THE TASK:
Please return every line from the entries that has the string "counters" in it.

--- WORKING DATA Enclosed Below ---

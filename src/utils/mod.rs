use actix_web::{dev::Payload, web, FromRequest, HttpRequest};
use chrono::{NaiveDate, Utc};
use futures_util::future::LocalBoxFuture;
use validator::Validate;

use crate::api::error;

/// Calendar day analytics counters are keyed by.
pub fn today() -> NaiveDate {
    Utc::now().date_naive()
}

/// Decodes an already-parsed JSON body into `T` and runs its validation rules.
pub fn decode_json<T>(value: serde_json::Value) -> Result<T, error::Error>
where
    T: Validate + serde::de::DeserializeOwned,
{
    let model: T =
        serde_json::from_value(value).map_err(|e| error::Error::bad_request(e.to_string()))?;
    checked(model)
}

fn checked<T: Validate>(model: T) -> Result<T, error::Error> {
    model.validate().map_err(|e| error::Error::bad_request(e.to_string()))?;
    Ok(model)
}

/// JSON body that has already passed its `validator` rules.
pub struct ValidatedJson<T>(pub T);

impl<T> FromRequest for ValidatedJson<T>
where
    T: Validate + serde::de::DeserializeOwned + 'static,
{
    type Error = error::Error;
    type Future = LocalBoxFuture<'static, Result<Self, Self::Error>>;

    fn from_request(req: &HttpRequest, payload: &mut Payload) -> Self::Future {
        let body = web::Json::<T>::from_request(req, payload);
        Box::pin(async move {
            let body = body.await.map_err(|e| error::Error::bad_request(e.to_string()))?;
            checked(body.into_inner()).map(ValidatedJson)
        })
    }
}

/// Query string counterpart of [`ValidatedJson`].
pub struct ValidatedQuery<T>(pub T);

impl<T> FromRequest for ValidatedQuery<T>
where
    T: Validate + serde::de::DeserializeOwned + 'static,
{
    type Error = error::Error;
    type Future = LocalBoxFuture<'static, Result<Self, Self::Error>>;

    fn from_request(req: &HttpRequest, payload: &mut Payload) -> Self::Future {
        let query = web::Query::<T>::from_request(req, payload);
        Box::pin(async move {
            let query = query.await.map_err(|e| error::Error::bad_request(e.to_string()))?;
            checked(query.into_inner()).map(ValidatedQuery)
        })
    }
}
use chrono::NaiveDate;

use crate::{
    api::error,
    modules::analytics::schema::{PageViewEntity, SocialClickEntity},
};

/// Daily counters. Increments are atomic upserts and return the new value.
#[async_trait::async_trait]
pub trait AnalyticsRepository {
    async fn increment_page_view(&self, date: NaiveDate) -> Result<i64, error::SystemError>;

    async fn increment_social_click(
        &self,
        date: NaiveDate,
        platform: &str,
    ) -> Result<i64, error::SystemError>;

    /// Newest first.
    async fn page_views(&self, limit: i64) -> Result<Vec<PageViewEntity>, error::SystemError>;

    /// Newest first.
    async fn social_clicks(&self, limit: i64)
        -> Result<Vec<SocialClickEntity>, error::SystemError>;
}
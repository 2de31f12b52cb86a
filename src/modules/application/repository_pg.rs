use chrono::{DateTime, Utc};

use crate::{
    api::error,
    modules::{
        analytics::schema::ApplicationStat,
        application::{
            model::InsertApplication, repository::ApplicationRepository,
            schema::ApplicationEntity,
        },
    },
};

#[derive(Clone)]
pub struct ApplicationRepositoryPg {
    pool: sqlx::PgPool,
}

impl ApplicationRepositoryPg {
    pub fn new(pool: sqlx::PgPool) -> Self {
        Self { pool }
    }
}

#[async_trait::async_trait]
impl ApplicationRepository for ApplicationRepositoryPg {
    async fn create(&self, application: &InsertApplication) -> Result<(), error::SystemError> {
        sqlx::query(
            r#"
            INSERT INTO applications (
                id, name, email, phone, experience, message, files,
                status, created_at, updated_at
            )
            VALUES ($1, $2, $3, $4, $5, $6, $7, $8, $9, $10)
            "#,
        )
        .bind(&application.id)
        .bind(&application.name)
        .bind(&application.email)
        .bind(&application.phone)
        .bind(&application.experience)
        .bind(&application.message)
        .bind(&application.files)
        .bind(&application.status)
        .bind(application.created_at)
        .bind(application.updated_at)
        .execute(&self.pool)
        .await?;

        Ok(())
    }

    async fn list(&self, archived: bool) -> Result<Vec<ApplicationEntity>, error::SystemError> {
        let applications = sqlx::query_as::<_, ApplicationEntity>(
            "SELECT * FROM applications WHERE archived = $1 ORDER BY created_at DESC",
        )
        .bind(archived)
        .fetch_all(&self.pool)
        .await?;
        Ok(applications)
    }

    async fn update_status(
        &self,
        id: &str,
        status: &str,
        updated_at: DateTime<Utc>,
    ) -> Result<bool, error::SystemError> {
        let rows = sqlx::query("UPDATE applications SET status = $2, updated_at = $3 WHERE id = $1")
            .bind(id)
            .bind(status)
            .bind(updated_at)
            .execute(&self.pool)
            .await?
            .rows_affected();

        Ok(rows > 0)
    }

    async fn archive(
        &self,
        id: &str,
        archived_at: DateTime<Utc>,
        auto_delete_date: DateTime<Utc>,
    ) -> Result<bool, error::SystemError> {
        let rows = sqlx::query(
            r#"
            UPDATE applications
            SET archived = TRUE, archived_at = $2, auto_delete_date = $3, updated_at = $2
            WHERE id = $1
            "#,
        )
        .bind(id)
        .bind(archived_at)
        .bind(auto_delete_date)
        .execute(&self.pool)
        .await?
        .rows_affected();

        Ok(rows > 0)
    }

    async fn delete(&self, id: &str) -> Result<bool, error::SystemError> {
        let rows = sqlx::query("DELETE FROM applications WHERE id = $1")
            .bind(id)
            .execute(&self.pool)
            .await?
            .rows_affected();

        Ok(rows > 0)
    }

    async fn purge_expired(&self, now: DateTime<Utc>) -> Result<u64, error::SystemError> {
        let rows = sqlx::query(
            "DELETE FROM applications WHERE archived = TRUE AND auto_delete_date <= $1",
        )
        .bind(now)
        .execute(&self.pool)
        .await?
        .rows_affected();

        Ok(rows)
    }

    async fn daily_counts(&self, limit: i64) -> Result<Vec<ApplicationStat>, error::SystemError> {
        let stats = sqlx::query_as::<_, ApplicationStat>(
            r#"
            SELECT (created_at AT TIME ZONE 'UTC')::date AS date, COUNT(*) AS count
            FROM applications
            GROUP BY 1
            ORDER BY date DESC
            LIMIT $1
            "#,
        )
        .bind(limit)
        .fetch_all(&self.pool)
        .await?;
        Ok(stats)
    }
}
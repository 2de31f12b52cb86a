pub mod handle;
pub mod model;
pub mod repository;
pub mod repository_memory;
pub mod repository_pg;
pub mod route;
pub mod schema;
pub mod service;

pub use model::{AnalyticsEvent, AnalyticsSummary};
pub use repository::AnalyticsRepository;
pub use repository_memory::AnalyticsRepositoryMemory;
pub use repository_pg::AnalyticsRepositoryPg;
pub use service::AnalyticsService;
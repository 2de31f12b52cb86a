use std::{borrow::Cow, io, path::PathBuf};

use base64::{engine::general_purpose::STANDARD, Engine as _};
use chrono::Utc;
use futures_util::future::join_all;
use tracing::{debug, warn};

use crate::constants::MAX_FILE_SIZE;
use crate::modules::application::model::{FileCategory, FileDescriptor, FileMap};

#[derive(thiserror::Error, Debug)]
pub enum FileError {
    #[error("File \"{0}\" is larger than 5MB, please choose a smaller file")]
    TooLarge(String),
    #[error("Failed to read \"{name}\": {source}")]
    ReadFailure {
        name: String,
        #[source]
        source: io::Error,
    },
}

#[derive(Debug, Clone)]
enum FileSource {
    Path(PathBuf),
    Bytes(Vec<u8>),
}

/// A file the applicant picked for one of the upload inputs. Nothing is read until
/// [`FileEncoder::encode`] runs.
#[derive(Debug, Clone)]
pub struct SelectedFile {
    pub name: String,
    pub size: u64,
    pub mime_type: String,
    source: FileSource,
}

impl SelectedFile {
    pub async fn from_path(path: impl Into<PathBuf>) -> Result<Self, FileError> {
        let path = path.into();
        let name = path
            .file_name()
            .map(|name| name.to_string_lossy().into_owned())
            .unwrap_or_else(|| path.display().to_string());
        let metadata = tokio::fs::metadata(&path)
            .await
            .map_err(|source| FileError::ReadFailure { name: name.clone(), source })?;

        Ok(Self {
            mime_type: mime_guess::from_path(&path).first_or_octet_stream().to_string(),
            name,
            size: metadata.len(),
            source: FileSource::Path(path),
        })
    }

    pub fn from_bytes(name: impl Into<String>, bytes: Vec<u8>, mime_type: Option<&str>) -> Self {
        let name = name.into();
        let mime_type = match mime_type {
            Some(mime) => mime.to_string(),
            None => mime_guess::from_path(&name).first_or_octet_stream().to_string(),
        };
        Self { size: bytes.len() as u64, mime_type, name, source: FileSource::Bytes(bytes) }
    }

    async fn read(&self) -> Result<Cow<'_, [u8]>, FileError> {
        match &self.source {
            FileSource::Bytes(bytes) => Ok(Cow::Borrowed(bytes)),
            FileSource::Path(path) => tokio::fs::read(path)
                .await
                .map(Cow::Owned)
                .map_err(|source| FileError::ReadFailure { name: self.name.clone(), source }),
        }
    }
}

/// Holds the current selection for each of the four upload inputs and turns them into
/// base64 [`FileDescriptor`]s in one pass.
#[derive(Debug, Clone)]
pub struct FileEncoder {
    max_file_size: u64,
    selections: [Vec<SelectedFile>; 4],
}

impl Default for FileEncoder {
    fn default() -> Self {
        Self::new()
    }
}

impl FileEncoder {
    pub fn new() -> Self {
        Self { max_file_size: MAX_FILE_SIZE, selections: Default::default() }
    }

    pub fn with_max_file_size(mut self, max_file_size: u64) -> Self {
        self.max_file_size = max_file_size;
        self
    }

    pub fn selected(&self, category: FileCategory) -> &[SelectedFile] {
        &self.selections[category.index()]
    }

    /// Replaces the selection for `category`. If any file is over the limit the whole
    /// input is cleared and nothing from it is kept.
    pub fn select(
        &mut self,
        category: FileCategory,
        files: Vec<SelectedFile>,
    ) -> Result<(), FileError> {
        if let Some(file) = files.iter().find(|file| file.size > self.max_file_size) {
            self.selections[category.index()].clear();
            warn!("Rejected {} selection: {} is {} bytes", category, file.name, file.size);
            return Err(FileError::TooLarge(file.name.clone()));
        }
        self.selections[category.index()] = files;
        Ok(())
    }

    pub fn clear(&mut self, category: FileCategory) {
        self.selections[category.index()].clear();
    }

    /// Reads every selected file across all inputs concurrently and resolves once all of
    /// them have finished. Any oversized or unreadable file fails the whole batch; an
    /// oversized file also clears its input. Empty files are skipped.
    pub async fn encode(&mut self) -> Result<FileMap, FileError> {
        for category in FileCategory::ALL {
            let selection = &self.selections[category.index()];
            if let Some(file) = selection.iter().find(|file| file.size > self.max_file_size) {
                let name = file.name.clone();
                self.clear(category);
                return Err(FileError::TooLarge(name));
            }
        }

        let max_file_size = self.max_file_size;
        let selections = &self.selections;
        let reads = FileCategory::ALL.into_iter().flat_map(|category| {
            selections[category.index()]
                .iter()
                .filter(|file| {
                    if file.size == 0 {
                        debug!("Skipping empty file {}", file.name);
                    }
                    file.size > 0
                })
                .map(move |file| encode_one(category, file, max_file_size))
        });
        let results = join_all(reads).await;
        debug!("Encoded {} file(s)", results.len());

        let mut files = FileMap::default();
        for result in results {
            match result {
                Ok((category, descriptor)) => files.get_mut(category).push(descriptor),
                Err((category, err)) => {
                    if matches!(err, FileError::TooLarge(_)) {
                        self.clear(category);
                    }
                    return Err(err);
                }
            }
        }
        Ok(files)
    }
}

async fn encode_one(
    category: FileCategory,
    file: &SelectedFile,
    max_file_size: u64,
) -> Result<(FileCategory, FileDescriptor), (FileCategory, FileError)> {
    let bytes = file.read().await.map_err(|err| (category, err))?;
    // the file may have grown since it was selected
    if bytes.len() as u64 > max_file_size {
        return Err((category, FileError::TooLarge(file.name.clone())));
    }

    Ok((
        category,
        FileDescriptor {
            name: file.name.clone(),
            size: bytes.len() as u64,
            mime_type: file.mime_type.clone(),
            data: STANDARD.encode(&bytes),
            upload_date: Utc::now(),
        },
    ))
}
//! Node representation in an extracted knowledge graph

use serde::{Deserialize, Serialize};

/// An entity node as emitted by the extraction system.
///
/// Records are consumed as-is from converted graph data; any field the
/// extractor did not populate defaults rather than failing the load. An
/// empty `id` keeps the node in scope counts but it can never match the
/// protagonist or an edge endpoint.
#[derive(Debug, Clone, Default, PartialEq, Serialize, Deserialize)]
pub struct Node {
    /// Entity identifier, as written by the extraction system
    #[serde(default)]
    pub id: String,
    /// Free-text entity description
    #[serde(default)]
    pub description: String,
}

impl Node {
    /// Create a node with an id and no description
    pub fn new(id: impl Into<String>) -> Self {
        Self {
            id: id.into(),
            description: String::new(),
        }
    }

    /// Set the description
    pub fn with_description(mut self, description: impl Into<String>) -> Self {
        self.description = description.into();
        self
    }

    /// Description length in Unicode scalar values
    pub fn description_len(&self) -> usize {
        self.description.chars().count()
    }
}

#[cfg(test)]
mod tests {
    use super::*;

    #[test]
    fn missing_fields_default() {
        let node: Node = serde_json::from_str(r#"{"id": "SCROOGE"}"#).unwrap();
        assert_eq!(node.id, "SCROOGE");
        assert_eq!(node.description, "");
        assert_eq!(node.description_len(), 0);
    }

    #[test]
    fn unknown_fields_are_ignored() {
        let raw = r#"{"id": "MARLEY", "entity_type": "person", "source_id": "chunk-1"}"#;
        let node: Node = serde_json::from_str(raw).unwrap();
        assert_eq!(node.id, "MARLEY");
    }

    #[test]
    fn description_len_counts_chars_not_bytes() {
        let node = Node::new("N").with_description("émigré");
        assert_eq!(node.description_len(), 6);
    }
}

--- End of Enclosed WORKING DATA ---

EXERCISE ANSWER:
/// Calendar day analytics counters are keyed by.
/// Daily counters. Increments are atomic upserts and return the new value.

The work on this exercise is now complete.